The newest Instagram “exploit” is the goofiest I've seen
Meta's AI support system allows account takeover with only a username and spoofed location, bypassing two-factor authentication.
Attackers exploited Instagram's AI-powered account recovery by using a VPN to spoof their location near the target, claiming the account was hacked, and requesting a password reset code sent to an attacker-controlled email. The system contained no validation that the email belonged to the account owner. The AI may request a video selfie for identity verification, but animated public photos from the target's feed reportedly bypass this check. Once the attacker receives the code and completes verification, they gain full account access, existing sessions are revoked, and 2FA is circumvented. The exploit affected high-profile accounts including the Obama White House account and the U.S. Space Force Chief Master Sergeant's account. Black market Telegram groups offered paid account takeover services, with valuable short usernames worth hundreds of thousands to millions of dollars. Meta appears to have patched the vulnerability after weeks or months of active exploitation.

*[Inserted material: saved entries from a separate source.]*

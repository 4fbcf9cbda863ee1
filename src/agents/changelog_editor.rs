use crate::error::{ReleaseError, Result};
use crate::version::{self, UpdateType, VersionSet};
use regex::Regex;
use std::fs;
use std::path::{Path, PathBuf};

const CHANGELOG_MARKER: &str = "== Changelog ==";

/// Value a header rule writes once its prefix matches a line.
#[derive(Debug, Clone, Copy)]
enum ValueSelector {
    /// The plugin release version (X.Y.Z).
    PluginVersion,
    /// The WordPress version entered for the run.
    PlatformVersion,
    /// The compatibility floor derived from the WordPress version.
    PlatformFloor,
}

impl ValueSelector {
    fn resolve(self, versions: &VersionSet) -> Result<String> {
        match self {
            ValueSelector::PluginVersion => Ok(versions.plugin.clone()),
            ValueSelector::PlatformVersion => Ok(versions.wordpress()?.to_string()),
            ValueSelector::PlatformFloor => {
                version::adjust_compatibility_version(versions.wordpress()?)
            }
        }
    }
}

/// One header rewrite rule: a line prefix, the version pattern replaced
/// inside that line, and the value that replaces it.
struct HeaderRule {
    prefix: &'static str,
    pattern: &'static str,
    selector: ValueSelector,
}

const HEADER_RULES: &[HeaderRule] = &[
    HeaderRule {
        prefix: "Stable tag:",
        pattern: r"\d+\.\d+\.\d+",
        selector: ValueSelector::PluginVersion,
    },
    HeaderRule {
        prefix: "Tested up to:",
        pattern: r"\d+\.\d+",
        selector: ValueSelector::PlatformVersion,
    },
    HeaderRule {
        prefix: "Requires at least:",
        pattern: r"\d+\.\d+",
        selector: ValueSelector::PlatformFloor,
    },
];

/// A WooCommerce-only release moves the stable tag but leaves the WordPress
/// compatibility headers alone.
fn active_rules(update_type: UpdateType) -> impl Iterator<Item = &'static HeaderRule> {
    HEADER_RULES.iter().filter(move |rule| {
        update_type != UpdateType::WooOnly || rule.prefix == "Stable tag:"
    })
}

/// Rewrites the release-notes document (`readme.txt`): bumps the header
/// fields and inserts a fresh changelog block under the changelog marker.
pub struct ChangelogEditor {
    changelog_path: PathBuf,
}

impl ChangelogEditor {
    pub fn new<P: AsRef<Path>>(changelog_path: P) -> Self {
        Self {
            changelog_path: changelog_path.as_ref().to_path_buf(),
        }
    }

    pub fn update(&self, versions: &VersionSet, update_type: UpdateType) -> Result<()> {
        let content = fs::read_to_string(&self.changelog_path).map_err(|e| {
            ReleaseError::ChangelogUpdate(format!(
                "Failed to read '{}': {e}",
                self.changelog_path.display()
            ))
        })?;

        let updated = rewrite(&content, versions, update_type, &version::release_date())?;

        fs::write(&self.changelog_path, updated).map_err(|e| {
            ReleaseError::ChangelogUpdate(format!(
                "Failed to write '{}': {e}",
                self.changelog_path.display()
            ))
        })
    }
}

fn rewrite(
    content: &str,
    versions: &VersionSet,
    update_type: UpdateType,
    date: &str,
) -> Result<String> {
    let mut lines: Vec<String> = content.split('\n').map(str::to_string).collect();

    for line in &mut lines {
        // First rule whose prefix matches wins; only the first version
        // substring in the line is replaced.
        for rule in active_rules(update_type) {
            if !line.starts_with(rule.prefix) {
                continue;
            }

            let range = compile(rule.pattern)?
                .find(line)
                .ok_or_else(|| {
                    ReleaseError::ChangelogUpdate(format!(
                        "Line '{}' carries no version to replace",
                        rule.prefix
                    ))
                })?
                .range();
            let value = rule.selector.resolve(versions)?;
            line.replace_range(range, &value);
            break;
        }
    }

    let marker_index = lines
        .iter()
        .position(|line| line == CHANGELOG_MARKER)
        .ok_or_else(|| {
            ReleaseError::ChangelogUpdate(format!("Marker line '{CHANGELOG_MARKER}' not found"))
        })?;

    let entry = release_entry(versions, update_type, date)?;
    for (offset, entry_line) in entry.into_iter().enumerate() {
        lines.insert(marker_index + 1 + offset, entry_line);
    }

    Ok(lines.join("\n"))
}

/// The freshly inserted changelog block: header, one support bullet per
/// active platform axis, and the framework trailer.
fn release_entry(
    versions: &VersionSet,
    update_type: UpdateType,
    date: &str,
) -> Result<Vec<String>> {
    let mut entry = vec![
        String::new(),
        version::release_banner(&versions.plugin, date),
    ];

    if update_type.includes_woo() {
        entry.push(format!("* New: Support for WooCommerce {}", versions.woo()?));
    }
    if update_type.includes_wordpress() {
        entry.push(format!(
            "* New: Support for WordPress {}",
            versions.wordpress()?
        ));
    }
    entry.push("* Update: plugin framework update".to_string());

    Ok(entry)
}

fn compile(pattern: &str) -> Result<Regex> {
    Regex::new(pattern)
        .map_err(|e| ReleaseError::ChangelogUpdate(format!("Invalid changelog pattern: {e}")))
}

What HN community is saying
Commenters emphasize that this represents a design failure rather than an AI-specific flaw: the system should never have allowed sending reset codes to arbitrary email addresses or permitted support staff to disable 2FA. Several users report being personally affected in recent days. The thread identifies account recovery as the structural weak point in authentication systems generally. One commenter working in identity and access management at a financial services firm noted their organization uses government credential verification (costing $2-3 per recovery) with no such vulnerabilities. Critics note Meta chose this approach to avoid hiring support staff, trading security for cost savings.